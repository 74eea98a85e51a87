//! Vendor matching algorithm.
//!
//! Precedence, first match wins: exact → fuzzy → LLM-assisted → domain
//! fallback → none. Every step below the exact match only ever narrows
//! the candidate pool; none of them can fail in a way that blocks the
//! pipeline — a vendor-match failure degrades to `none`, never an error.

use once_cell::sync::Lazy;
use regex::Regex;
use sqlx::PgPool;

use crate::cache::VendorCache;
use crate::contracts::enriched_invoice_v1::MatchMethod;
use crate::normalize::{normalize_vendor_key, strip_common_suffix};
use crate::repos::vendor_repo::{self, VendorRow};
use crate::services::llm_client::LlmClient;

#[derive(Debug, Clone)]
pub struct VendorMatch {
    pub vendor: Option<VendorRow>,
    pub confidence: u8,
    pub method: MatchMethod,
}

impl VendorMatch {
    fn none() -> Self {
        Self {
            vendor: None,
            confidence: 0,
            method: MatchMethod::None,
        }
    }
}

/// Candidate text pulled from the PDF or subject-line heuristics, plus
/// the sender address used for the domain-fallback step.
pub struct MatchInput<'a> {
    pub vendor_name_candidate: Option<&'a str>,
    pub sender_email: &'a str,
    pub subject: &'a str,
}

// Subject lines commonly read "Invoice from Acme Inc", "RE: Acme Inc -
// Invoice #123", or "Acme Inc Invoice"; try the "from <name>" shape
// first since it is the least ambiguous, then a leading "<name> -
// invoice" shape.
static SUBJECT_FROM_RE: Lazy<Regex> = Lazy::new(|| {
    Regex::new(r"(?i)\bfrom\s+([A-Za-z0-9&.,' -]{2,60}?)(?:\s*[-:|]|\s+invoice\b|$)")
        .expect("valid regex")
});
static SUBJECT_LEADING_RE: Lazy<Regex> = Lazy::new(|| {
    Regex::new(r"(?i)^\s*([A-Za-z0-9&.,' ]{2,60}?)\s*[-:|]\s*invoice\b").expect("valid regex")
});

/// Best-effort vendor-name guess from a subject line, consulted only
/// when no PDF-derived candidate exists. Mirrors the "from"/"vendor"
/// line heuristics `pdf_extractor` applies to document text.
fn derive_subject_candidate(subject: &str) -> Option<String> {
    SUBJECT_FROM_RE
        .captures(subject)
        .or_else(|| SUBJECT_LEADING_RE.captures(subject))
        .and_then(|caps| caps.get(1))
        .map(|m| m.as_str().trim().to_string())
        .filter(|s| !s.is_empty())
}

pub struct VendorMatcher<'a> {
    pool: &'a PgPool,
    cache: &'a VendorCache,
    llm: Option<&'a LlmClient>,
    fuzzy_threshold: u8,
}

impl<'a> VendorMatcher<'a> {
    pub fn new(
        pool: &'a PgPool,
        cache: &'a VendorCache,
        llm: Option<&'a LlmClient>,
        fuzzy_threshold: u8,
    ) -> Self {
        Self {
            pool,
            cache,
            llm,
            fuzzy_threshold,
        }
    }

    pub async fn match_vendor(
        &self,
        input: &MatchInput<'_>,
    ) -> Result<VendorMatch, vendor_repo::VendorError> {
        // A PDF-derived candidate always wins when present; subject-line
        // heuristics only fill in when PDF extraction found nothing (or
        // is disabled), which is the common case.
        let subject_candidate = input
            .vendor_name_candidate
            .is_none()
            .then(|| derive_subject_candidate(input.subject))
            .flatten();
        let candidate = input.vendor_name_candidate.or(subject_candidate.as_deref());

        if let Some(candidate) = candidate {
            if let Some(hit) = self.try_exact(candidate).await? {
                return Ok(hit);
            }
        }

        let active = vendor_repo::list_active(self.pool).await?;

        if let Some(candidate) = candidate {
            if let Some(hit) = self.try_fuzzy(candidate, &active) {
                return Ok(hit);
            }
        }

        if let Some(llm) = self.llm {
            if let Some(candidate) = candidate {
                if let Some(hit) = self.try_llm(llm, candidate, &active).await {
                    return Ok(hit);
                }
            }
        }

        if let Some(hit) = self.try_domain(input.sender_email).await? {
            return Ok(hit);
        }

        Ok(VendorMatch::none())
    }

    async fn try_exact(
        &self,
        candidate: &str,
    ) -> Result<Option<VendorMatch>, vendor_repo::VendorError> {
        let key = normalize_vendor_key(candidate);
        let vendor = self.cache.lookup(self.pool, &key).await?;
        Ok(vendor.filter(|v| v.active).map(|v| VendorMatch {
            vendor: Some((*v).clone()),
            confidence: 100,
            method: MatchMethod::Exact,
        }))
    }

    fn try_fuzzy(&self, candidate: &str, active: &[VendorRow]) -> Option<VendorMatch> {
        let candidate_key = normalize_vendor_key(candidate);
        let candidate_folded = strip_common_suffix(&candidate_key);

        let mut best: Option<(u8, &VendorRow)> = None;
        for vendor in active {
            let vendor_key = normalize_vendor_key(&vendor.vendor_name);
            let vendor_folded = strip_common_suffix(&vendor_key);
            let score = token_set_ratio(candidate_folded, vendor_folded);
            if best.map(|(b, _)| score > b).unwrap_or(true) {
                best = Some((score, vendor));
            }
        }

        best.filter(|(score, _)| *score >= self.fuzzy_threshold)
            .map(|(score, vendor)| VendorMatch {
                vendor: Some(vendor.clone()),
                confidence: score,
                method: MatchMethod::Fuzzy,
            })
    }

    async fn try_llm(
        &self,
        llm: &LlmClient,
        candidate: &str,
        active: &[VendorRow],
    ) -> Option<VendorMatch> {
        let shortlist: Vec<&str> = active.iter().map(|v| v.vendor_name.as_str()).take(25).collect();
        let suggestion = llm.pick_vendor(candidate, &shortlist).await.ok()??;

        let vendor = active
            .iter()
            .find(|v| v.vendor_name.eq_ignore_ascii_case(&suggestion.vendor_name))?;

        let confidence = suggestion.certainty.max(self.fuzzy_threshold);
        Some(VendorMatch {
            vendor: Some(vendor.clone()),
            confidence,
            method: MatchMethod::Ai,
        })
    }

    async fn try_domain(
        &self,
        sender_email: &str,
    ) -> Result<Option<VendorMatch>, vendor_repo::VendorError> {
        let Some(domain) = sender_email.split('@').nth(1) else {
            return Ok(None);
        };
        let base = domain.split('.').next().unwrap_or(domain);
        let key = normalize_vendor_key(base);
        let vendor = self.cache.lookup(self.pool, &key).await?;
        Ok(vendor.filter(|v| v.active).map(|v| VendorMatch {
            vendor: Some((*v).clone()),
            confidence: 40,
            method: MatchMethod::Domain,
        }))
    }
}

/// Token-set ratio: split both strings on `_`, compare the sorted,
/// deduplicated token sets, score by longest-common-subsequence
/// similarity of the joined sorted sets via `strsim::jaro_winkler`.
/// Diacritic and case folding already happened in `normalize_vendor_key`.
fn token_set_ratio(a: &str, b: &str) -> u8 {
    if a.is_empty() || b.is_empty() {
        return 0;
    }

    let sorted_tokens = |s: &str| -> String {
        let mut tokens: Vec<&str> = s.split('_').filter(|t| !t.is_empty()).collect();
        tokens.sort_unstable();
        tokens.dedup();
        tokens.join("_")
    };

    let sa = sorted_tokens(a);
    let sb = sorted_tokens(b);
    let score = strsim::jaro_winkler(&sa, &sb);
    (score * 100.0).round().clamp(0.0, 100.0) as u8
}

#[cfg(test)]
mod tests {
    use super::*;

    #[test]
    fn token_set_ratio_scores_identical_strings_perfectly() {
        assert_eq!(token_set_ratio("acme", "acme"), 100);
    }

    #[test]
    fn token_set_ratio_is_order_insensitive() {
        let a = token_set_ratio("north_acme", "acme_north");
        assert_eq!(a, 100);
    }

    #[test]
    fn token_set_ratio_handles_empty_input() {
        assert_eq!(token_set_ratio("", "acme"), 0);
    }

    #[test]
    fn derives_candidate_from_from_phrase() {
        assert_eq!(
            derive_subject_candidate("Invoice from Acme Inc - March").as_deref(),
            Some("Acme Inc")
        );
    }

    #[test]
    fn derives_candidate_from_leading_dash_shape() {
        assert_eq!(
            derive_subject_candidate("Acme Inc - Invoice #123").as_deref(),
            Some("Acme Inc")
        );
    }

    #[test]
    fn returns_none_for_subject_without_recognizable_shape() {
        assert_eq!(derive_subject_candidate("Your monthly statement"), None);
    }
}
┄┄┄┄┄┄
*Task goal:* Among the entries, how many lines include the string "derived"? Please reply with only the number.

*Answer to this problem:* 2